When the subject of using stem cells to treat disease comes up, most of us have an image of doctors injecting or infusing these building-block cells into a patient to stimulate the repair of their traumatized tissue or dysfunctional organs.
We’ve written about this approach several times in this space — most recently reporting on a clinical trial to test stem cells in spinal cord injury. We also reported on a 100-participant study led by Dr. Duncan Stewart at the Ottawa Health Research Institute infusing genetically enhanced blood stem cells into damaged hearts to generate healthy tissue, minimize scarring and prevent heart failure.
Those kinds of studies are called in vivo, meaning “within the living.” But researchers are also opening up entirely different front in the war on disease: using stem cells to create “models” of diseased tissue or organs for testing drugs. Called in vitro (literally, “within the glass” to signify experiments carried out in a Petri dish or test tube), these studies essentially set up a disease straw man for a potential therapy to knock down.
There are advantages to this approach: it skips the pre-clinical animal testing stage that can be a labour-intensive, time-consuming exercise. Imagine the frustration of spending months testing a new drug on rats only to find it’s a no-go. Also, what can show great promise in testing with genetically engineered, immuno-suppressed rats often doesn’t translate into something that will work on real, live, normal human beings.
One of the more promising examples of this kind of work is underway at the University of Toronto’s Institute of Biomaterials & Biomedical Engineering and the McEwen Centre for Regenerative Medicine. Researchers there have developed the first-ever method for creating living, three-dimensional human heart tissue that behaves just like the one pumping blood through your body as you read this. Their findings were published in the Proceedings of the National Academy of Science recently and, so far, have been picked up by 10 media outlets.
“It means basically having hundreds of small versions or models of hearts in one dish, which we can test drugs on to determine which one actually has positive effects,” explains Nimalan Thavandiran, a PhD student in the labs of Drs.

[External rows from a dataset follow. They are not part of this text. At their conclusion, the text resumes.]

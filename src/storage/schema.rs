//! Database schema constants.
//!
//! Every statement is idempotent so the schema can be bootstrapped on each
//! connect. Identifiers are stored as TEXT, timestamps as fixed-width
//! RFC 3339 TEXT (sortable), and structured fields as JSON TEXT.

/// SQL schema for creating the jobs table.
pub const CREATE_JOBS_TABLE: &str = r#"
CREATE TABLE IF NOT EXISTS jobs (
    job_id TEXT PRIMARY KEY,
    tenant_id TEXT NOT NULL,
    model_type TEXT NOT NULL,
    model_name TEXT NOT NULL,
    config TEXT NOT NULL,
    status TEXT NOT NULL,
    priority TEXT NOT NULL,
    progress REAL NOT NULL DEFAULT 0,
    metrics TEXT,
    error_message TEXT,
    result_model_id TEXT,
    retry_count INTEGER NOT NULL DEFAULT 0,
    created_at TEXT NOT NULL,
    started_at TEXT,
    completed_at TEXT,
    tags TEXT NOT NULL,
    version INTEGER NOT NULL DEFAULT 0
)
"#;

/// SQL schema for creating the job_events table.
pub const CREATE_JOB_EVENTS_TABLE: &str = r#"
CREATE TABLE IF NOT EXISTS job_events (
    id INTEGER PRIMARY KEY AUTOINCREMENT,
    job_id TEXT NOT NULL,
    at TEXT NOT NULL,
    kind TEXT NOT NULL,
    message TEXT NOT NULL
)
"#;

/// SQL schema for creating the studies table.
pub const CREATE_STUDIES_TABLE: &str = r#"
CREATE TABLE IF NOT EXISTS studies (
    study_id TEXT PRIMARY KEY,
    tenant_id TEXT NOT NULL,
    name TEXT NOT NULL,
    model_type TEXT NOT NULL,
    search_space TEXT NOT NULL,
    sampler TEXT NOT NULL,
    pruner TEXT NOT NULL,
    direction TEXT NOT NULL,
    n_trials_target INTEGER NOT NULL,
    objective_metric TEXT NOT NULL,
    training_config TEXT NOT NULL,
    status TEXT NOT NULL,
    best_trial_id TEXT,
    best_value REAL,
    seed INTEGER NOT NULL,
    created_at TEXT NOT NULL,
    updated_at TEXT NOT NULL,
    UNIQUE(tenant_id, name)
)
"#;

/// SQL schema for creating the trials table.
pub const CREATE_TRIALS_TABLE: &str = r#"
CREATE TABLE IF NOT EXISTS trials (
    trial_id TEXT PRIMARY KEY,
    study_id TEXT NOT NULL,
    trial_number INTEGER NOT NULL,
    state TEXT NOT NULL,
    params TEXT NOT NULL,
    intermediate_values TEXT NOT NULL,
    final_value REAL,
    error_message TEXT,
    started_at TEXT NOT NULL,
    completed_at TEXT,
    UNIQUE(study_id, trial_number)
)
"#;

/// SQL schema for creating the worker_nodes table.
pub const CREATE_WORKER_NODES_TABLE: &str = r#"
CREATE TABLE IF NOT EXISTS worker_nodes (
    worker_id TEXT PRIMARY KEY,
    status TEXT NOT NULL,
    capacity TEXT NOT NULL,
    current_task_id TEXT,
    updated_at TEXT NOT NULL
)
"#;

/// SQL for creating all required indexes.
pub const CREATE_INDEXES: &[&str] = &[
    "CREATE INDEX IF NOT EXISTS idx_jobs_status ON jobs(status, created_at)",
    "CREATE INDEX IF NOT EXISTS idx_jobs_tenant ON jobs(tenant_id, created_at)",
    "CREATE INDEX IF NOT EXISTS idx_job_events_job ON job_events(job_id, id)",
    "CREATE INDEX IF NOT EXISTS idx_trials_study ON trials(study_id, trial_number)",
];

/// All table statements in creation order.
pub const ALL_TABLES: &[&str] = &[
    CREATE_JOBS_TABLE,
    CREATE_JOB_EVENTS_TABLE,
    CREATE_STUDIES_TABLE,
    CREATE_TRIALS_TABLE,
    CREATE_WORKER_NODES_TABLE,
];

Peter Zandstra and Milica Radisic, and lead author of the study.
The ultimate goal, he says, is to create a heart micro tissue that is healthy and then “artificially apply an insult to it” to make it more like a diseased heart. These damaged micro hearts can then be treated with drugs — some that are already on the market for treating other conditions — to see which ones are helpful.

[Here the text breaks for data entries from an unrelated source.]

//! Tabular datasets and the preprocessing stage.
//!
//! Rows are ordered chronologically before splitting; the train, validation
//! and test splits are contiguous time ranges so that no future row leaks
//! into training. Features are standardized with statistics fitted on the
//! training split only.

use chrono::{DateTime, Utc};
use ndarray::{Array1, Array2, Axis};
use serde::{Deserialize, Serialize};
use tracing::debug;

use crate::error::TrainingError;
use crate::scheduler::SplitRatios;

/// One observation returned by a feature store.
#[derive(Debug, Clone, PartialEq, Serialize, Deserialize)]
pub struct FeatureRow {
    pub timestamp: DateTime<Utc>,
    pub asset_id: String,
    /// Values aligned with [`Dataset::columns`].
    pub values: Vec<f64>,
}

/// A tabular dataset: named columns plus timestamped rows.
#[derive(Debug, Clone, Default, PartialEq, Serialize, Deserialize)]
pub struct Dataset {
    pub columns: Vec<String>,
    pub rows: Vec<FeatureRow>,
}

impl Dataset {
    pub fn new(columns: Vec<String>) -> Self {
        Self {
            columns,
            rows: Vec::new(),
        }
    }

    /// Appends a row, checking its width against the columns.
    pub fn push(&mut self, row: FeatureRow) -> Result<(), TrainingError> {
        if row.values.len() != self.columns.len() {
            return Err(TrainingError::Data(format!(
                "row has {} values but dataset has {} columns",
                row.values.len(),
                self.columns.len()
            )));
        }
        self.rows.push(row);
        Ok(())
    }

    pub fn len(&self) -> usize {
        self.rows.len()
    }

    pub fn is_empty(&self) -> bool {
        self.rows.is_empty()
    }

    pub fn column_index(&self, name: &str) -> Option<usize> {
        self.columns.iter().position(|c| c == name)
    }
}

/// Feature matrix and target vector of one split.
#[derive(Debug, Clone, PartialEq)]
pub struct Split {
    pub x: Array2<f64>,
    pub y: Array1<f64>,
}

impl Split {
    pub fn len(&self) -> usize {
        self.y.len()
    }

    pub fn is_empty(&self) -> bool {
        self.y.is_empty()
    }

    /// Contiguous row range `[start, end)`.
    pub fn slice_rows(&self, start: usize, end: usize) -> Split {
        Split {
            x: self.x.slice(ndarray::s![start..end, ..]).to_owned(),
            y: self.y.slice(ndarray::s![start..end]).to_owned(),
        }
    }
}

/// Per-feature standardization fitted on the training split.
#[derive(Debug, Clone, PartialEq, Serialize, Deserialize)]
pub struct StandardScaler {
    pub mean: Vec<f64>,
    pub std: Vec<f64>,
}

impl StandardScaler {
    pub fn fit(x: &Array2<f64>) -> Self {
        let mean = x
            .mean_axis(Axis(0))
            .unwrap_or_else(|| Array1::zeros(x.ncols()));
        let std = x.std_axis(Axis(0), 0.0);
        Self {
            mean: mean.to_vec(),
            // Constant columns are left centred but unscaled.
            std: std
                .iter()
                .map(|s| if *s > f64::EPSILON { *s } else { 1.0 })
                .collect(),
        }
    }

    pub fn transform(&self, x: &mut Array2<f64>) {
        for (j, mut column) in x.axis_iter_mut(Axis(1)).enumerate() {
            let (m, s) = (self.mean[j], self.std[j]);
            column.mapv_inplace(|v| (v - m) / s);
        }
    }
}

/// Output of the preprocessing stage.
#[derive(Debug, Clone)]
pub struct PreparedData {
    pub feature_names: Vec<String>,
    pub train: Split,
    pub validation: Split,
    pub test: Split,
    pub scaler: StandardScaler,
    /// Rows dropped because a value was missing or non-finite.
    pub dropped_rows: usize,
}

/// Orders, splits and standardizes a dataset for training.
pub fn prepare(
    dataset: &Dataset,
    target: &str,
    ratios: &SplitRatios,
) -> Result<PreparedData, TrainingError> {
    if dataset.is_empty() {
        return Err(TrainingError::Data("dataset has zero rows".to_string()));
    }
    let target_idx = dataset.column_index(target).ok_or_else(|| {
        TrainingError::Data(format!("target column '{}' not present in dataset", target))
    })?;
    let feature_idx: Vec<usize> = (0..dataset.columns.len())
        .filter(|i| *i != target_idx)
        .collect();
    if feature_idx.is_empty() {
        return Err(TrainingError::Data(
            "dataset has no feature columns besides the target".to_string(),
        ));
    }

    let mut rows: Vec<&FeatureRow> = dataset
        .rows
        .iter()
        .filter(|row| row.values.iter().all(|v| v.is_finite()))
        .collect();
    let dropped_rows = dataset.len() - rows.len();
    rows.sort_by_key(|row| row.timestamp);

    let n = rows.len();
    let n_train = (n as f64 * ratios.train).floor() as usize;
    let n_val = (n as f64 * ratios.validation).floor() as usize;
    let n_test = n.saturating_sub(n_train + n_val);
    if n_train < 2 || n_val == 0 || n_test == 0 {
        return Err(TrainingError::Data(format!(
            "dataset too small to split: {} usable rows",
            n
        )));
    }

    let mut x = Array2::<f64>::zeros((n, feature_idx.len()));
    let mut y = Array1::<f64>::zeros(n);
    for (i, row) in rows.iter().enumerate() {
        for (j, idx) in feature_idx.iter().enumerate() {
            x[[i, j]] = row.values[*idx];
        }
        y[i] = row.values[target_idx];
    }

    let all = Split { x, y };
    let mut train = all.slice_rows(0, n_train);
    let mut validation = all.slice_rows(n_train, n_train + n_val);
    let mut test = all.slice_rows(n_train + n_val, n);

    let scaler = StandardScaler::fit(&train.x);
    scaler.transform(&mut train.x);
    scaler.transform(&mut validation.x);
    scaler.transform(&mut test.x);

    debug!(
        rows = n,
        dropped = dropped_rows,
        train = train.len(),
        validation = validation.len(),
        test = test.len(),
        "Prepared dataset"
    );

    Ok(PreparedData {
        feature_names: feature_idx
            .iter()
            .map(|i| dataset.columns[*i].clone())
            .collect(),
        train,
        validation,
        test,
        scaler,
        dropped_rows,
    })
}

#[cfg(test)]
mod tests {
    use super::*;
    use chrono::{Duration, TimeZone};

    fn dataset(n: usize) -> Dataset {
        let start = Utc.with_ymd_and_hms(2024, 1, 1, 0, 0, 0).unwrap();
        let mut ds = Dataset::new(vec!["x".into(), "target".into()]);
        // Insert in reverse order to exercise chronological sorting.
        for i in (0..n).rev() {
            ds.push(FeatureRow {
                timestamp: start + Duration::hours(i as i64),
                asset_id: "a1".into(),
                values: vec![i as f64, 2.0 * i as f64],
            })
            .unwrap();
        }
        ds
    }

    #[test]
    fn test_push_checks_width() {
        let mut ds = Dataset::new(vec!["a".into()]);
        let err = ds
            .push(FeatureRow {
                timestamp: Utc::now(),
                asset_id: "a".into(),
                values: vec![1.0, 2.0],
            })
            .unwrap_err();
        assert!(matches!(err, TrainingError::Data(_)));
    }

    #[test]
    fn test_prepare_splits_chronologically() {
        let prepared = prepare(&dataset(100), "target", &SplitRatios::default()).unwrap();
        assert_eq!(prepared.train.len(), 70);
        assert_eq!(prepared.validation.len(), 15);
        assert_eq!(prepared.test.len(), 15);
        assert_eq!(prepared.feature_names, vec!["x".to_string()]);

        // Targets are monotone in time, so every train target precedes the test ones.
        let max_train = prepared.train.y.iter().cloned().fold(f64::MIN, f64::max);
        let min_test = prepared.test.y.iter().cloned().fold(f64::MAX, f64::min);
        assert!(max_train < min_test);
    }

    #[test]
    fn test_scaler_fitted_on_train() {
        let prepared = prepare(&dataset(100), "target", &SplitRatios::default()).unwrap();
        let mean = prepared.train.x.column(0).mean().unwrap();
        assert!(mean.abs() < 1e-9);
        // Test rows lie after the training window, so they scale above zero.
        assert!(prepared.test.x.column(0).iter().all(|v| *v > 0.0));
    }

    #[test]
    fn test_prepare_errors() {
        let err = prepare(&Dataset::default(), "target", &SplitRatios::default()).unwrap_err();
        assert!(err.to_string().contains("zero rows"));

        let err = prepare(&dataset(10), "load", &SplitRatios::default()).unwrap_err();
        assert!(err.to_string().contains("'load'"));

        let err = prepare(&dataset(3), "target", &SplitRatios::default()).unwrap_err();
        assert!(err.to_string().contains("too small"));
    }

    #[test]
    fn test_prepare_drops_non_finite_rows() {
        let mut ds = dataset(40);
        ds.rows[0].values[0] = f64::NAN;
        let prepared = prepare(&ds, "target", &SplitRatios::default()).unwrap();
        assert_eq!(prepared.dropped_rows, 1);
    }
}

The micro heart tissue can also do service to test the cardio-toxicity of drugs used to treat other conditions. “Often times, a drug to treat cancer will make it to the later phases of a clinical trial and then fail because of side effects on either liver or the heart. So this is why it is important to have human cell-based models, like cardiac or liver models to see early on if these drugs have any adverse effects. And if they do, you can do two things: you can either scrap the drug or you can actually figure out how to molecularly modify it to prevent the toxic effect.”

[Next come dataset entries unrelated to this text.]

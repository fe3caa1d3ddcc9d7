//! Metrics module for Prometheus-based monitoring.
//!
//! This module provides metrics collection and export for job dispatch,
//! job outcomes, HPO trials and worker utilisation.
//!
//! # Example
//!
//! ```ignore
//! use trainforge::metrics::{init_metrics, export_metrics, MetricsCollector};
//!
//! // Initialize metrics on startup
//! init_metrics()?;
//!
//! // Record a finished job
//! MetricsCollector::new().record_job("completed", "forecast", 120.5);
//!
//! // Export metrics for Prometheus scraping
//! let metrics_text = export_metrics();
//! ```

pub mod collectors;
pub mod prometheus;

pub use collectors::MetricsCollector;
pub use self::prometheus::{export_metrics, init_metrics};

pub use self::prometheus::{
    BUSY_WORKERS, JOBS_IN_PROGRESS, JOBS_TOTAL, JOB_DURATION, JOB_RETRIES, QUEUE_DEPTH, REGISTRY,
    TRIALS_TOTAL,
};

In the extremely expensive world of drug testing, where it can take hundreds of millions of dollars and many years to test a new drug, having a stem cell-derived micro tissue model represents a huge saving in time, money and resources that could be better spent elsewhere. That’s why many labs across the globe are working to create these models.
With the publication of their paper, Nimalan Thavandiran and his colleagues have shown how to significantly improve the formula for creating stem cell-derived cardiac tissue that behaves like more mature heart tissue. They have come closer than anyone to getting the mix right, factoring in the electrical and mechanical stimulation a heart experiences.
“The heart is consistently both being filled with blood and pumping blood, and so there is a constant mechanical force,” he says. “At the same time, the heart is constantly receiving electrical signals which help maintain synchronicity. All this is very difficult to recreate in a dish.”
They still have further to go, he says. “The ultimate goal is to be able to recreate a perfect micro environment for the heart so that we have an ideal model to screen drugs with.” But they are closing in on what could soon emerge as an important step in drug-testing.
“Until recently, researchers didn’t have the right micro fabrication techniques, the right materials, differentiation protocols, the right understanding of what co-factors are involved with these stem cell-derived heart cells. Now we have a relatively good understanding of all of these things. It’s just the matter of putting it all together.”